The key question here is simple: how much does culture influence language? Everett believes that the Piraha lack this linguistic feature because they live so much in the present that they quite simply have no need of it. Their culture doesn’t require it. Chomsky, on the other hand, believes that all human languages have a Universal Grammar, a set of innate characteristics that are hard-wired into the human brain independently of culture. And if recursion is one of the innate key features of human language, and the Piraha don’t have recursion…well, either the recursion is there and Everett is missing it, or Chomsky’s 2002 assertion about recursion is incorrect.

And that means it’s time to get out the popcorn, because while linguistics is generally perceived to be a dry, academic field, there’s actually all sorts of drama going on behind the scenes. The Chronicle of Higher Education calls linguists “uncommonly hostile. The word “brutal” comes up again and again, as do “spiteful,” “ridiculous,” and “childish.””

As of right now, one study of the Piraha language from a research team at M.I.T has found “suggestive evidence that Pirahã may have sentences with recursive structures.” So, Everett may indeed be wrong. But if nothing else, this controversy (and the attempt to bring it to the masses via the documentary) should prompt a moment of appreciation for how unique and varied human languages are, as well as highlighting the importance of preserving the ones that are threatened.

Rosetta Stone

Unlocking the Meaning of an Ancient Hieroglyphic Script

Translating ancient scripts is difficult, especially when the civilization they belonged to is long gone.

We lucked out with the ancient Egyptians when we found the Rosetta Stone, which had the same passage translated into three different scripts: Ancient Egyptian hieroglyphics, demotic Egyptian and classical Greek. Since linguists could read classical Greek, they were able to use this knowledge to understand the hieroglyphic script on the stone.
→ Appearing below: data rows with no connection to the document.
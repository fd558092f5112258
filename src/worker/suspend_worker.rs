//! Dedicated suspend worker
//!
//! Transitions run on one long-lived thread instead of the caller's. The
//! caller hands its request over a capacity-1 channel and blocks until the
//! worker replies. Callers are served strictly in arrival order: each takes
//! a ticket and waits for its turn, and a turn ends only after that
//! caller's reply has been received.

use std::sync::mpsc::{self, Receiver, SyncSender};
use std::sync::atomic::{AtomicBool, Ordering};
use std::sync::{Arc, Condvar, Mutex, MutexGuard, PoisonError};
use std::thread::{self, JoinHandle};

use thiserror::Error;
use uuid::Uuid;

use crate::coordinator::TransitionCore;
use crate::errors::{PmError, PmResult};
use crate::observability::{log_event, log_event_with_fields, Event};

/// The worker thread is gone; the request was not executed.
#[derive(Debug, Clone, Copy, PartialEq, Eq, Error)]
#[error("suspend worker is not running")]
pub struct WorkerUnavailable;

/// One request handed to the worker.
pub struct SuspendWorkItem {
    pub id: Uuid,
    pub input: Vec<u8>,
    reply: SyncSender<PmResult<usize>>,
}

#[derive(Debug, Default)]
struct Turns {
    next_ticket: u64,
    now_serving: u64,
}

/// FIFO turnstile in front of the channel.
#[derive(Debug, Default)]
struct Queue {
    turns: Mutex<Turns>,
    advanced: Condvar,
}

impl Queue {
    fn turns(&self) -> MutexGuard<'_, Turns> {
        self.turns.lock().unwrap_or_else(PoisonError::into_inner)
    }

    /// Block until it is this caller's turn.
    fn wait_turn(&self) -> Turn<'_> {
        let mut turns = self.turns();
        let ticket = turns.next_ticket;
        turns.next_ticket += 1;
        while turns.now_serving != ticket {
            turns = self
                .advanced
                .wait(turns)
                .unwrap_or_else(PoisonError::into_inner);
        }
        Turn { queue: self }
    }
}

/// Ends the holder's turn on drop, on every path.
struct Turn<'a> {
    queue: &'a Queue,
}

impl Drop for Turn<'_> {
    fn drop(&mut self) {
        self.queue.turns().now_serving += 1;
        self.queue.advanced.notify_all();
    }
}

/// Handle to the worker thread.
pub struct SuspendWorker {
    sender: Option<SyncSender<SuspendWorkItem>>,
    handle: Option<JoinHandle<()>>,
    queue: Queue,
    /// Set once a reply was lost; nothing is handed over after that.
    dead: AtomicBool,
}

impl SuspendWorker {
    /// Start the worker thread.
    ///
    /// Fails with `ResourceExhaustion` if the thread cannot be created.
    pub fn spawn(core: Arc<TransitionCore>) -> PmResult<Self> {
        let (sender, receiver) = mpsc::sync_channel::<SuspendWorkItem>(1);
        let handle = thread::Builder::new()
            .name("pm-suspend".to_string())
            .spawn(move || run(core, receiver))
            .map_err(|e| PmError::ResourceExhaustion(format!("suspend worker: {}", e)))?;

        log_event(Event::SuspendWorkerStarted);
        Ok(Self {
            sender: Some(sender),
            handle: Some(handle),
            queue: Queue::default(),
            dead: AtomicBool::new(false),
        })
    }

    /// Execute `input` on the worker and wait for its result.
    ///
    /// The result is exactly what the transition sequence returned.
    /// `WorkerUnavailable` means the request was never handed over. If the
    /// worker dies after taking the request, the outcome is unknown and the
    /// caller gets `ResourceExhaustion` instead.
    pub fn submit(&self, input: &[u8], id: Uuid) -> Result<PmResult<usize>, WorkerUnavailable> {
        let sender = self.sender.as_ref().ok_or(WorkerUnavailable)?;
        let _turn = self.queue.wait_turn();
        if self.dead.load(Ordering::Acquire) {
            return Err(WorkerUnavailable);
        }

        let (reply, response) = mpsc::sync_channel(1);
        let item = SuspendWorkItem {
            id,
            input: input.to_vec(),
            reply,
        };
        sender.send(item).map_err(|_| WorkerUnavailable)?;
        Ok(response.recv().unwrap_or_else(|_| {
            self.dead.store(true, Ordering::Release);
            log_event_with_fields(
                Event::SuspendWorkerUnavailable,
                &[("reason", "worker died"), ("request_id", &id.to_string())],
            );
            Err(PmError::ResourceExhaustion(
                "suspend worker died during request".to_string(),
            ))
        }))
    }
}

impl Drop for SuspendWorker {
    fn drop(&mut self) {
        // Closing the channel ends the worker loop.
        self.sender.take();
        if let Some(handle) = self.handle.take() {
            let _ = handle.join();
        }
    }
}

fn run(core: Arc<TransitionCore>, receiver: Receiver<SuspendWorkItem>) {
    while let Ok(item) = receiver.recv() {
        let result = core.enter_state(&item.input, item.id);
        if item.reply.send(result).is_err() {
            log_event_with_fields(
                Event::SuspendWorkerUnavailable,
                &[("reason", "caller gone"), ("request_id", &item.id.to_string())],
            );
        }
    }
    log_event(Event::SuspendWorkerStopped);
}

#[cfg(test)]
mod tests {
    use super::*;

    #[test]
    fn test_turns_are_fifo() {
        let queue = Arc::new(Queue::default());
        let order = Arc::new(Mutex::new(Vec::new()));

        let first = queue.wait_turn();
        let handles: Vec<_> = (0..3)
            .map(|i| {
                // Take tickets in a known order before spawning the waiter.
                let queue = Arc::clone(&queue);
                let order = Arc::clone(&order);
                let (ready_tx, ready_rx) = mpsc::channel();
                let handle = thread::spawn(move || {
                    let mut turns = queue.turns();
                    let ticket = turns.next_ticket;
                    turns.next_ticket += 1;
                    ready_tx.send(()).unwrap();
                    while turns.now_serving != ticket {
                        turns = queue.advanced.wait(turns).unwrap();
                    }
                    drop(turns);
                    order.lock().unwrap().push(i);
                    drop(Turn { queue: &queue });
                });
                ready_rx.recv().unwrap();
                handle
            })
            .collect();

        drop(first);
        for handle in handles {
            handle.join().unwrap();
        }
        assert_eq!(*order.lock().unwrap(), vec![0, 1, 2]);
    }

    #[test]
    fn test_turn_released_on_drop() {
        let queue = Queue::default();
        drop(queue.wait_turn());
        drop(queue.wait_turn());
        assert_eq!(queue.turns().now_serving, 2);
    }
}
//! pmcore - System sleep-state transition coordinator
//!
//! Decides whether and when the machine may enter a low-power state, keeps
//! concurrent requests from overlapping, guards against lost wakeup events
//! and records why transitions failed. The engines that actually suspend
//! the machine sit behind the traits in [`engine`].

pub mod autosleep;
pub mod cli;
pub mod config;
pub mod control;
pub mod coordinator;
pub mod engine;
pub mod errors;
pub mod http_server;
pub mod notifier;
pub mod observability;
pub mod state;
pub mod stats;
pub mod wakeup;
pub mod worker;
However, there is no similar artefact available for ancient scripts such as the hieroglyphics used by the Indus Valley civilization. These people lived approximately 4,000 years ago, along what it now the Indian-Pakistani border. They were very technologically advanced for that time, living in cities equipped with the first known urban sanitation systems in the world.

They were also excellent traders who developed an extremely accurate, standardized system of weights and measures. But could they write? Many of their artefacts are decorated with symbols, but nobody knows what these symbols mean. In fact, some researchers doubt that they even represent a written language at all.

So, researchers at the University of Washington have teamed up with researchers from India to try to translate the script using computers. The computer program looks at existing examples of the script and tries to perceive patterns in the order of the symbols.

Using a statistical method called the Markov model; the program has been able to demonstrate that the placement of symbols follows a logical pattern, supporting the theory that they represent a language. As one of the researchers noted in the article referenced above, “The finding that the Indus script may have been versatile enough to represent different subject matter in West Asia is provocative. This finding is hard to reconcile with the claim that the script merely represents religious or political symbols.”